BEGIN PROVIDED INFORMATION
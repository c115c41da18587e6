//! Permission rule store with atomic reload.
//!
//! The rule table is built off to the side and published with a single
//! pointer swap, so a concurrent [`PermissionStore::resolve`] sees either the
//! old or the new table, never a mix. The read path takes no lock.

use std::collections::{BTreeSet, HashMap};
use std::path::{Path, PathBuf};
use std::sync::Arc;
use std::sync::atomic::{AtomicU64, Ordering};

use arc_swap::ArcSwap;
use regex::Regex;

use crate::error::ConfigError;
use crate::permissions::model::{
    DENY_ALL_ROWS, DefaultPermission, EffectivePermission, GlobalSettings, PermissionFile,
    PermissionSource, Principal, RoleRule,
};

enum RoleMatcher {
    UserType(String),
    Pattern { source: String, regex: Regex },
}

struct CompiledRole {
    matchers: Vec<RoleMatcher>,
    rule: RoleRule,
}

/// Immutable, compiled form of a permission file.
pub struct RuleSet {
    settings: GlobalSettings,
    default_permission: DefaultPermission,
    tables: HashMap<String, Vec<CompiledRole>>,
}

impl RuleSet {
    /// Compile a parsed file. Fails on empty role matchers or bad regexes.
    pub fn compile(file: PermissionFile) -> Result<Self, ConfigError> {
        let mut tables: HashMap<String, Vec<CompiledRole>> = HashMap::new();

        for entry in file.permissions {
            let key = entry.table.trim().to_lowercase();
            for rule in entry.roles {
                let mut matchers = Vec::new();
                if let Some(user_type) = &rule.user_type {
                    matchers.push(RoleMatcher::UserType(user_type.clone()));
                }
                if let Some(pattern) = &rule.role_pattern {
                    // Anchored at the start of the username.
                    let regex = Regex::new(&format!("^(?:{pattern})")).map_err(|e| {
                        ConfigError::InvalidRolePattern {
                            table: entry.table.clone(),
                            pattern: pattern.clone(),
                            reason: e.to_string(),
                        }
                    })?;
                    matchers.push(RoleMatcher::Pattern {
                        source: pattern.clone(),
                        regex,
                    });
                }
                if matchers.is_empty() {
                    return Err(ConfigError::EmptyRoleMatcher {
                        table: entry.table.clone(),
                    });
                }
                tables
                    .entry(key.clone())
                    .or_default()
                    .push(CompiledRole { matchers, rule });
            }
        }

        let mut default_permission = file.default_permission;
        if default_permission
            .row_filter
            .as_deref()
            .is_none_or(|f| f.trim().is_empty())
        {
            default_permission.row_filter = Some(DENY_ALL_ROWS.to_string());
        }

        Ok(Self {
            settings: file.global_settings,
            default_permission,
            tables,
        })
    }

    /// Parse and compile YAML text. Blank input yields [`RuleSet::restrictive`].
    pub fn from_yaml(text: &str, origin: &Path) -> Result<Self, ConfigError> {
        if text.trim().is_empty() {
            tracing::warn!(path = %origin.display(), "Permission file is empty, denying by default");
            return Ok(Self::restrictive());
        }
        let file: PermissionFile =
            serde_yaml::from_str(text).map_err(|e| ConfigError::ParseError {
                path: origin.to_path_buf(),
                reason: e.to_string(),
            })?;
        Self::compile(file)
    }

    /// No rules, default-deny, governance enabled.
    pub fn restrictive() -> Self {
        Self {
            settings: GlobalSettings::default(),
            default_permission: DefaultPermission::default(),
            tables: HashMap::new(),
        }
    }

    pub fn settings(&self) -> &GlobalSettings {
        &self.settings
    }

    pub fn table_count(&self) -> usize {
        self.tables.len()
    }

    /// Resolve the permission of `principal` on `table`.
    ///
    /// Exact `user_type` matches win over legacy `role_pattern` matches; no
    /// match yields the default-deny permission.
    pub fn resolve(&self, table: &str, principal: &Principal) -> EffectivePermission {
        let log_checks = self.settings.log_checks;
        let Some(roles) = self.tables.get(&table.trim().to_lowercase()) else {
            if log_checks {
                tracing::warn!(
                    user = %principal.username,
                    table,
                    "No permission entry for table, using default permission"
                );
            }
            return self.default_effective();
        };

        if let Some(user_type) = principal.user_type.as_deref() {
            let hit = roles.iter().find(|role| {
                role.matchers
                    .iter()
                    .any(|m| matches!(m, RoleMatcher::UserType(t) if t == user_type))
            });
            if let Some(role) = hit {
                let permission = effective(
                    &role.rule,
                    principal,
                    PermissionSource::UserType(user_type.to_string()),
                );
                if log_checks {
                    tracing::info!(
                        user = %principal.username,
                        table,
                        user_type,
                        row_filter = permission.row_filter.as_deref().unwrap_or_default(),
                        "Permission matched by user type"
                    );
                }
                return permission;
            }
        }

        for role in roles {
            for matcher in &role.matchers {
                if let RoleMatcher::Pattern { source, regex } = matcher {
                    if regex.is_match(&principal.username) {
                        let permission = effective(
                            &role.rule,
                            principal,
                            PermissionSource::RolePattern(source.clone()),
                        );
                        if log_checks {
                            tracing::info!(
                                user = %principal.username,
                                table,
                                role_pattern = %source,
                                row_filter = permission.row_filter.as_deref().unwrap_or_default(),
                                "Permission matched by role pattern"
                            );
                        }
                        return permission;
                    }
                }
            }
        }

        if log_checks {
            tracing::warn!(
                user = %principal.username,
                table,
                "No role matched principal, using default permission"
            );
        }
        self.default_effective()
    }

    fn default_effective(&self) -> EffectivePermission {
        let d = &self.default_permission;
        EffectivePermission {
            allowed_operations: d.allowed_operations.iter().copied().collect(),
            allowed_columns: d.allowed_columns.clone(),
            row_filter: d.row_filter.clone(),
            forbidden_columns: d.forbidden_columns.clone().unwrap_or_default(),
            source: PermissionSource::Default,
        }
    }
}

fn effective(rule: &RoleRule, principal: &Principal, source: PermissionSource) -> EffectivePermission {
    let row_filter = rule
        .row_filter
        .as_deref()
        .map(str::trim)
        .filter(|f| !f.is_empty())
        .map(|f| substitute_username(f, &principal.username));

    EffectivePermission {
        allowed_operations: rule.allowed_operations.iter().copied().collect::<BTreeSet<_>>(),
        allowed_columns: rule.allowed_columns.clone(),
        row_filter,
        forbidden_columns: rule.forbidden_columns.clone().unwrap_or_default(),
        source,
    }
}

/// Replace every `{username}` with the username, doubling single quotes so
/// the value stays inside a quoted SQL literal.
fn substitute_username(template: &str, username: &str) -> String {
    template.replace("{username}", &username.replace('\'', "''"))
}

/// Shared, hot-reloadable permission store.
pub struct PermissionStore {
    path: Option<PathBuf>,
    rules: ArcSwap<RuleSet>,
    generation: AtomicU64,
}

impl PermissionStore {
    /// Load rules from `path`, falling back to default-deny on any failure.
    pub fn load(path: impl Into<PathBuf>) -> Self {
        let path = path.into();
        let rules = match read_rules(&path) {
            Ok(rules) => {
                tracing::info!(
                    path = %path.display(),
                    tables = rules.table_count(),
                    enabled = rules.settings().enabled,
                    "Permission configuration loaded"
                );
                rules
            }
            Err(e) => {
                tracing::error!(
                    path = %path.display(),
                    error = %e,
                    "Failed to load permission configuration, denying by default"
                );
                RuleSet::restrictive()
            }
        };
        Self {
            path: Some(path),
            rules: ArcSwap::from_pointee(rules),
            generation: AtomicU64::new(0),
        }
    }

    /// Load rules from `path`, returning the error instead of falling back.
    pub fn try_load(path: impl Into<PathBuf>) -> Result<Self, ConfigError> {
        let path = path.into();
        let rules = read_rules(&path)?;
        Ok(Self {
            path: Some(path),
            rules: ArcSwap::from_pointee(rules),
            generation: AtomicU64::new(0),
        })
    }

    /// A store not backed by a file; `reload` keeps the current rules.
    pub fn from_rules(rules: RuleSet) -> Self {
        Self {
            path: None,
            rules: ArcSwap::from_pointee(rules),
            generation: AtomicU64::new(0),
        }
    }

    pub fn from_yaml_str(text: &str) -> Result<Self, ConfigError> {
        Ok(Self::from_rules(RuleSet::from_yaml(text, Path::new("<inline>"))?))
    }

    pub fn path(&self) -> Option<&Path> {
        self.path.as_deref()
    }

    /// Re-read the backing file and publish it atomically.
    ///
    /// On failure the default-deny rule set is published and the error is
    /// returned; governance never fails open.
    pub fn reload(&self) -> Result<(), ConfigError> {
        let Some(path) = &self.path else {
            tracing::debug!("Permission store has no backing file, nothing to reload");
            return Ok(());
        };

        match read_rules(path) {
            Ok(rules) => {
                let tables = rules.table_count();
                self.publish(rules);
                tracing::info!(
                    path = %path.display(),
                    tables,
                    generation = self.generation(),
                    "Permission configuration reloaded"
                );
                Ok(())
            }
            Err(e) => {
                tracing::error!(
                    path = %path.display(),
                    error = %e,
                    "Permission reload failed, publishing default-deny configuration"
                );
                self.publish(RuleSet::restrictive());
                Err(e)
            }
        }
    }

    /// Swap in a fully built rule set.
    pub fn publish(&self, rules: RuleSet) {
        self.rules.store(Arc::new(rules));
        self.generation.fetch_add(1, Ordering::SeqCst);
    }

    /// The currently published rule set.
    pub fn snapshot(&self) -> Arc<RuleSet> {
        self.rules.load_full()
    }

    pub fn resolve(&self, table: &str, principal: &Principal) -> EffectivePermission {
        self.rules.load().resolve(table, principal)
    }

    pub fn settings(&self) -> GlobalSettings {
        self.rules.load().settings().clone()
    }

    /// Number of publications since construction.
    pub fn generation(&self) -> u64 {
        self.generation.load(Ordering::SeqCst)
    }
}

fn read_rules(path: &Path) -> Result<RuleSet, ConfigError> {
    let text = std::fs::read_to_string(path)?;
    RuleSet::from_yaml(&text, path)
}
END PROVIDED INFORMATION
## ACTIVITY
Nothing but an exact copy of the lines from the first one above through the line holding "pub fn compile(file: PermissionFile)" should be returned.

## TASK OUTPUT
repository c115c41da18587e6
//! Permission rule store with atomic reload.
//!
//! The rule table is built off to the side and published with a single
//! pointer swap, so a concurrent [`PermissionStore::resolve`] sees either the
//! old or the new table, never a mix. The read path takes no lock.

use std::collections::{BTreeSet, HashMap};
use std::path::{Path, PathBuf};
use std::sync::Arc;
use std::sync::atomic::{AtomicU64, Ordering};

use arc_swap::ArcSwap;
use regex::Regex;

use crate::error::ConfigError;
use crate::permissions::model::{
    DENY_ALL_ROWS, DefaultPermission, EffectivePermission, GlobalSettings, PermissionFile,
    PermissionSource, Principal, RoleRule,
};

enum RoleMatcher {
    UserType(String),
    Pattern { source: String, regex: Regex },
}

struct CompiledRole {
    matchers: Vec<RoleMatcher>,
    rule: RoleRule,
}

/// Immutable, compiled form of a permission file.
pub struct RuleSet {
    settings: GlobalSettings,
    default_permission: DefaultPermission,
    tables: HashMap<String, Vec<CompiledRole>>,
}

impl RuleSet {
    /// Compile a parsed file. Fails on empty role matchers or bad regexes.
    pub fn compile(file: PermissionFile) -> Result<Self, ConfigError> {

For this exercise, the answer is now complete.